[Collection entries]
────────────────────

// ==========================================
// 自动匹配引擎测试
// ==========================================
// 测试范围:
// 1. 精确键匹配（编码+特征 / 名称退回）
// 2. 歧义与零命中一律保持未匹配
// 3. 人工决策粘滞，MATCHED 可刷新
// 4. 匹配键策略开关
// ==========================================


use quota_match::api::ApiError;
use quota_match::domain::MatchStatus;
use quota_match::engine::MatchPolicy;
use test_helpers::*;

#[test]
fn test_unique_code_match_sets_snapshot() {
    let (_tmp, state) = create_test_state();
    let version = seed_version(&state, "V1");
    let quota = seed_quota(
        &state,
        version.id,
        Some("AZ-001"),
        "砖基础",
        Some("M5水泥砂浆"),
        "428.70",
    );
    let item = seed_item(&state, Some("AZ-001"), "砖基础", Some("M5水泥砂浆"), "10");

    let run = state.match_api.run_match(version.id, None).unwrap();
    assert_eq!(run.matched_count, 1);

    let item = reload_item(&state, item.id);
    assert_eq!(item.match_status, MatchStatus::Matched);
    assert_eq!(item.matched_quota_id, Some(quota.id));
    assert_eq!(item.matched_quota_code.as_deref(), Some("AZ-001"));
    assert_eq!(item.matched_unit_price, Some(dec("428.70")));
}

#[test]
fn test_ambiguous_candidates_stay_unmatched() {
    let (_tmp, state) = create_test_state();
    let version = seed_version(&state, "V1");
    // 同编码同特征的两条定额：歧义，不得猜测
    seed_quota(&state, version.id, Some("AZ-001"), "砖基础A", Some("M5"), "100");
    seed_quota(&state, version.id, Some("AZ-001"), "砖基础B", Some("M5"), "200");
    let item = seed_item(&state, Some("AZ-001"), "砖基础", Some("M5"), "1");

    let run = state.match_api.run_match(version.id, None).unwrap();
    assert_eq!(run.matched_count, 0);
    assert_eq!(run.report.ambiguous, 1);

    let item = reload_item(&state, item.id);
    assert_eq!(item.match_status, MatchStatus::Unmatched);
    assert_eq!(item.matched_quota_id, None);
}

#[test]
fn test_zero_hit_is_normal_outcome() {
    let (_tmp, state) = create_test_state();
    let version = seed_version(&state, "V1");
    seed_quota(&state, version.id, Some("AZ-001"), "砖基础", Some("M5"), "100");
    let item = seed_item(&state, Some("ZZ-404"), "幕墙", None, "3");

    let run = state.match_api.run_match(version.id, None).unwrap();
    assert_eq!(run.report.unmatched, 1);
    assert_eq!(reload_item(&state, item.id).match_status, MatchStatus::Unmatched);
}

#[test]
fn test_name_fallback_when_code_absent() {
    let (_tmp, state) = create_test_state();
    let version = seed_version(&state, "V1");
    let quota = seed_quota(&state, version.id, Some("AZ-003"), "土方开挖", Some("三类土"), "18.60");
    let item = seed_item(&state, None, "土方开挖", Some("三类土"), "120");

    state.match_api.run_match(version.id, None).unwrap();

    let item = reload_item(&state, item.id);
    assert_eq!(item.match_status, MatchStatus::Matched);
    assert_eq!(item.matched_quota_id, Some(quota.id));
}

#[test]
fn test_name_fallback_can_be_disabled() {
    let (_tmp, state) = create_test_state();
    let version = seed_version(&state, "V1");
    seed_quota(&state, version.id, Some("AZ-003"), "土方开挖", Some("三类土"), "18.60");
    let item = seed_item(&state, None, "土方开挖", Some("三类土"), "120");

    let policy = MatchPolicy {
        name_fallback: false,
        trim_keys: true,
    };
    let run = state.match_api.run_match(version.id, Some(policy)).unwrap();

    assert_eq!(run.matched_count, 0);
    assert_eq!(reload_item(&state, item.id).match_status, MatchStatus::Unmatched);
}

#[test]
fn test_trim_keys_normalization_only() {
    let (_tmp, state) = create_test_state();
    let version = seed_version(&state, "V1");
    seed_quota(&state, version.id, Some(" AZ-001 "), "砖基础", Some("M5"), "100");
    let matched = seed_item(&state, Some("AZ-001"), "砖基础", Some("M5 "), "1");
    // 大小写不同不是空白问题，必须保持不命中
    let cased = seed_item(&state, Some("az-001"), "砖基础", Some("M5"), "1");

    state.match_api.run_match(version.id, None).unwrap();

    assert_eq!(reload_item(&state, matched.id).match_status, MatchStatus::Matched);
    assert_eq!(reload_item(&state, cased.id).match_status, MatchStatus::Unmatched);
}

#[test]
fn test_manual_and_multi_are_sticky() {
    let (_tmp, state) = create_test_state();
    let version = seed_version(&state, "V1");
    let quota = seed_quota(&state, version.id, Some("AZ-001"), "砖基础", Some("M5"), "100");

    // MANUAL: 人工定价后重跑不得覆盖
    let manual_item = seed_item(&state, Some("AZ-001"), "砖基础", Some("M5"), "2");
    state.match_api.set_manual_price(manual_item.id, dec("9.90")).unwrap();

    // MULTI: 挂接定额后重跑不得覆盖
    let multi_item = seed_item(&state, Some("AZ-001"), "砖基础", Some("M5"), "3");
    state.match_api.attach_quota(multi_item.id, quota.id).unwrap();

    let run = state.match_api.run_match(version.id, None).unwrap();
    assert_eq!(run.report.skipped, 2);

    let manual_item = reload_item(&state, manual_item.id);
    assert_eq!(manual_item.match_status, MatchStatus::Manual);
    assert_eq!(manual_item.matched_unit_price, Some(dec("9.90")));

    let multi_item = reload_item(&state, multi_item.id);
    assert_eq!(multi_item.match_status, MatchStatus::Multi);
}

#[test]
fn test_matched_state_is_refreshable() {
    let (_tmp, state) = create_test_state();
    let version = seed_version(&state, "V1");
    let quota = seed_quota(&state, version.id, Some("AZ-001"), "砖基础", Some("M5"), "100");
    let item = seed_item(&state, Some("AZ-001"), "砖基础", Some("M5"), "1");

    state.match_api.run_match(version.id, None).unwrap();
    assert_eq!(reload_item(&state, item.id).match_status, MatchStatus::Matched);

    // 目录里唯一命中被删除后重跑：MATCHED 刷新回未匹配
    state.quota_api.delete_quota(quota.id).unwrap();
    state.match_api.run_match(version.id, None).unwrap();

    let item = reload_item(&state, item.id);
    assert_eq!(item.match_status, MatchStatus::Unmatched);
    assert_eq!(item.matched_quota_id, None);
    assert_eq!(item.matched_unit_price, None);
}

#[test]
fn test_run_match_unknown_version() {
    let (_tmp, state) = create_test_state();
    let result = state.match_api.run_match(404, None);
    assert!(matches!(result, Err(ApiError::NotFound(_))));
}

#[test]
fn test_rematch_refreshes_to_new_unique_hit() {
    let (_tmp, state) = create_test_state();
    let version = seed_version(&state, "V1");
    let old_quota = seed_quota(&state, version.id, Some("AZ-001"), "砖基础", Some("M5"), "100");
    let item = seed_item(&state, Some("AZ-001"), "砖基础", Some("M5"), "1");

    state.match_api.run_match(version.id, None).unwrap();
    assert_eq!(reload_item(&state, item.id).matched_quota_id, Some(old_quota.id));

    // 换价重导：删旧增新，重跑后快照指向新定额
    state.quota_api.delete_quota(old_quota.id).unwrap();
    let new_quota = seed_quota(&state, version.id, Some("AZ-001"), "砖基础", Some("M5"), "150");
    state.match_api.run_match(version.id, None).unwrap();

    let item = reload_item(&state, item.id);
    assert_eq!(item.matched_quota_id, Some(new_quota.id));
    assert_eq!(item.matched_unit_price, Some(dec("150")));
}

────────────────────

__PROBLEM TO WORK ON__: Return all data verbatim.

__OUTPUT BELOW__:
// ==========================================
// 自动匹配引擎测试
// ==========================================
// 测试范围:
// 1. 精确键匹配（编码+特征 / 名称退回）
// 2. 歧义与零命中一律保持未匹配
// 3. 人工决策粘滞，MATCHED 可刷新
// 4. 匹配键策略开关
// ==========================================


use quota_match::api::ApiError;
use quota_match::domain::MatchStatus;
use quota_match::engine::MatchPolicy;
use test_helpers::*;

#[test]
fn test_unique_code_match_sets_snapshot() {
    let (_tmp, state) = create_test_state();
    let version = seed_version(&state, "V1");
    let quota = seed_quota(
        &state,
        version.id,
        Some("AZ-001"),
        "砖基础",
        Some("M5水泥砂浆"),
        "428.70",
    );
    let item = seed_item(&state, Some("AZ-001"), "砖基础", Some("M5水泥砂浆"), "10");

    let run = state.match_api.run_match(version.id, None).unwrap();
    assert_eq!(run.matched_count, 1);

    let item = reload_item(&state, item.id);
    assert_eq!(item.match_status, MatchStatus::Matched);
    assert_eq!(item.matched_quota_id, Some(quota.id));
    assert_eq!(item.matched_quota_code.as_deref(), Some("AZ-001"));
    assert_eq!(item.matched_unit_price, Some(dec("428.70")));
}

#[test]
fn test_ambiguous_candidates_stay_unmatched() {
    let (_tmp, state) = create_test_state();
    let version = seed_version(&state, "V1");
    // 同编码同特征的两条定额：歧义，不得猜测
    seed_quota(&state, version.id, Some("AZ-001"), "砖基础A", Some("M5"), "100");
    seed_quota(&state, version.id, Some("AZ-001"), "砖基础B", Some("M5"), "200");
    let item = seed_item(&state, Some("AZ-001"), "砖基础", Some("M5"), "1");

    let run = state.match_api.run_match(version.id, None).unwrap();
    assert_eq!(run.matched_count, 0);
    assert_eq!(run.report.ambiguous, 1);

    let item = reload_item(&state, item.id);
    assert_eq!(item.match_status, MatchStatus::Unmatched);
    assert_eq!(item.matched_quota_id, None);
}

#[test]
fn test_zero_hit_is_normal_outcome() {
    let (_tmp, state) = create_test_state();
    let version = seed_version(&state, "V1");
    seed_quota(&state, version.id, Some("AZ-001"), "砖基础", Some("M5"), "100");
    let item = seed_item(&state, Some("ZZ-404"), "幕墙", None, "3");

    let run = state.match_api.run_match(version.id, None).unwrap();
    assert_eq!(run.report.unmatched, 1);
    assert_eq!(reload_item(&state, item.id).match_status, MatchStatus::Unmatched);
}

#[test]
fn test_name_fallback_when_code_absent() {
    let (_tmp, state) = create_test_state();
    let version = seed_version(&state, "V1");
    let quota = seed_quota(&state, version.id, Some("AZ-003"), "土方开挖", Some("三类土"), "18.60");
    let item = seed_item(&state, None, "土方开挖", Some("三类土"), "120");

    state.match_api.run_match(version.id, None).unwrap();

    let item = reload_item(&state, item.id);
    assert_eq!(item.match_status, MatchStatus::Matched);
    assert_eq!(item.matched_quota_id, Some(quota.id));
}

#[test]
fn test_name_fallback_can_be_disabled() {
    let (_tmp, state) = create_test_state();
    let version = seed_version(&state, "V1");
    seed_quota(&state, version.id, Some("AZ-003"), "土方开挖", Some("三类土"), "18.60");
    let item = seed_item(&state, None, "土方开挖", Some("三类土"), "120");

    let policy = MatchPolicy {
        name_fallback: false,
        trim_keys: true,
    };
    let run = state.match_api.run_match(version.id, Some(policy)).unwrap();

    assert_eq!(run.matched_count, 0);
    assert_eq!(reload_item(&state, item.id).match_status, MatchStatus::Unmatched);
}

#[test]
fn test_trim_keys_normalization_only() {
    let (_tmp, state) = create_test_state();
    let version = seed_version(&state, "V1");
    seed_quota(&state, version.id, Some(" AZ-001 "), "砖基础", Some("M5"), "100");
    let matched = seed_item(&state, Some("AZ-001"), "砖基础", Some("M5 "), "1");
    // 大小写不同不是空白问题，必须保持不命中
    let cased = seed_item(&state, Some("az-001"), "砖基础", Some("M5"), "1");

    state.match_api.run_match(version.id, None).unwrap();

    assert_eq!(reload_item(&state, matched.id).match_status, MatchStatus::Matched);
    assert_eq!(reload_item(&state, cased.id).match_status, MatchStatus::Unmatched);
}

#[test]
fn test_manual_and_multi_are_sticky() {
    let (_tmp, state) = create_test_state();
    let version = seed_version(&state, "V1");
    let quota = seed_quota(&state, version.id, Some("AZ-001"), "砖基础", Some("M5"), "100");

    // MANUAL: 人工定价后重跑不得覆盖
    let manual_item = seed_item(&state, Some("AZ-001"), "砖基础", Some("M5"), "2");
    state.match_api.set_manual_price(manual_item.id, dec("9.90")).unwrap();

    // MULTI: 挂接定额后重跑不得覆盖
    let multi_item = seed_item(&state, Some("AZ-001"), "砖基础", Some("M5"), "3");
    state.match_api.attach_quota(multi_item.id, quota.id).unwrap();

    let run = state.match_api.run_match(version.id, None).unwrap();
    assert_eq!(run.report.skipped, 2);

    let manual_item = reload_item(&state, manual_item.id);
    assert_eq!(manual_item.match_status, MatchStatus::Manual);
    assert_eq!(manual_item.matched_unit_price, Some(dec("9.90")));

    let multi_item = reload_item(&state, multi_item.id);
    assert_eq!(multi_item.match_status, MatchStatus::Multi);
}

#[test]
fn test_matched_state_is_refreshable() {
    let (_tmp, state) = create_test_state();
    let version = seed_version(&state, "V1");
    let quota = seed_quota(&state, version.id, Some("AZ-001"), "砖基础", Some("M5"), "100");
    let item = seed_item(&state, Some("AZ-001"), "砖基础", Some("M5"), "1");

    state.match_api.run_match(version.id, None).unwrap();
    assert_eq!(reload_item(&state, item.id).match_status, MatchStatus::Matched);

    // 目录里唯一命中被删除后重跑：MATCHED 刷新回未匹配
    state.quota_api.delete_quota(quota.id).unwrap();
    state.match_api.run_match(version.id, None).unwrap();

    let item = reload_item(&state, item.id);
    assert_eq!(item.match_status, MatchStatus::Unmatched);
    assert_eq!(item.matched_quota_id, None);
    assert_eq!(item.matched_unit_price, None);
}

#[test]
fn test_run_match_unknown_version() {
    let (_tmp, state) = create_test_state();
    let result = state.match_api.run_match(404, None);
    assert!(matches!(result, Err(ApiError::NotFound(_))));
}

#[test]
fn test_rematch_refreshes_to_new_unique_hit() {
    let (_tmp, state) = create_test_state();
    let version = seed_version(&state, "V1");
    let old_quota = seed_quota(&state, version.id, Some("AZ-001"), "砖基础", Some("M5"), "100");
    let item = seed_item(&state, Some("AZ-001"), "砖基础", Some("M5"), "1");

    state.match_api.run_match(version.id, None).unwrap();
    assert_eq!(reload_item(&state, item.id).matched_quota_id, Some(old_quota.id));

    // 换价重导：删旧增新，重跑后快照指向新定额
    state.quota_api.delete_quota(old_quota.id).unwrap();
    let new_quota = seed_quota(&state, version.id, Some("AZ-001"), "砖基础", Some("M5"), "150");
    state.match_api.run_match(version.id, None).unwrap();

    let item = reload_item(&state, item.id);
    assert_eq!(item.matched_quota_id, Some(new_quota.id));
    assert_eq!(item.matched_unit_price, Some(dec("150")));
}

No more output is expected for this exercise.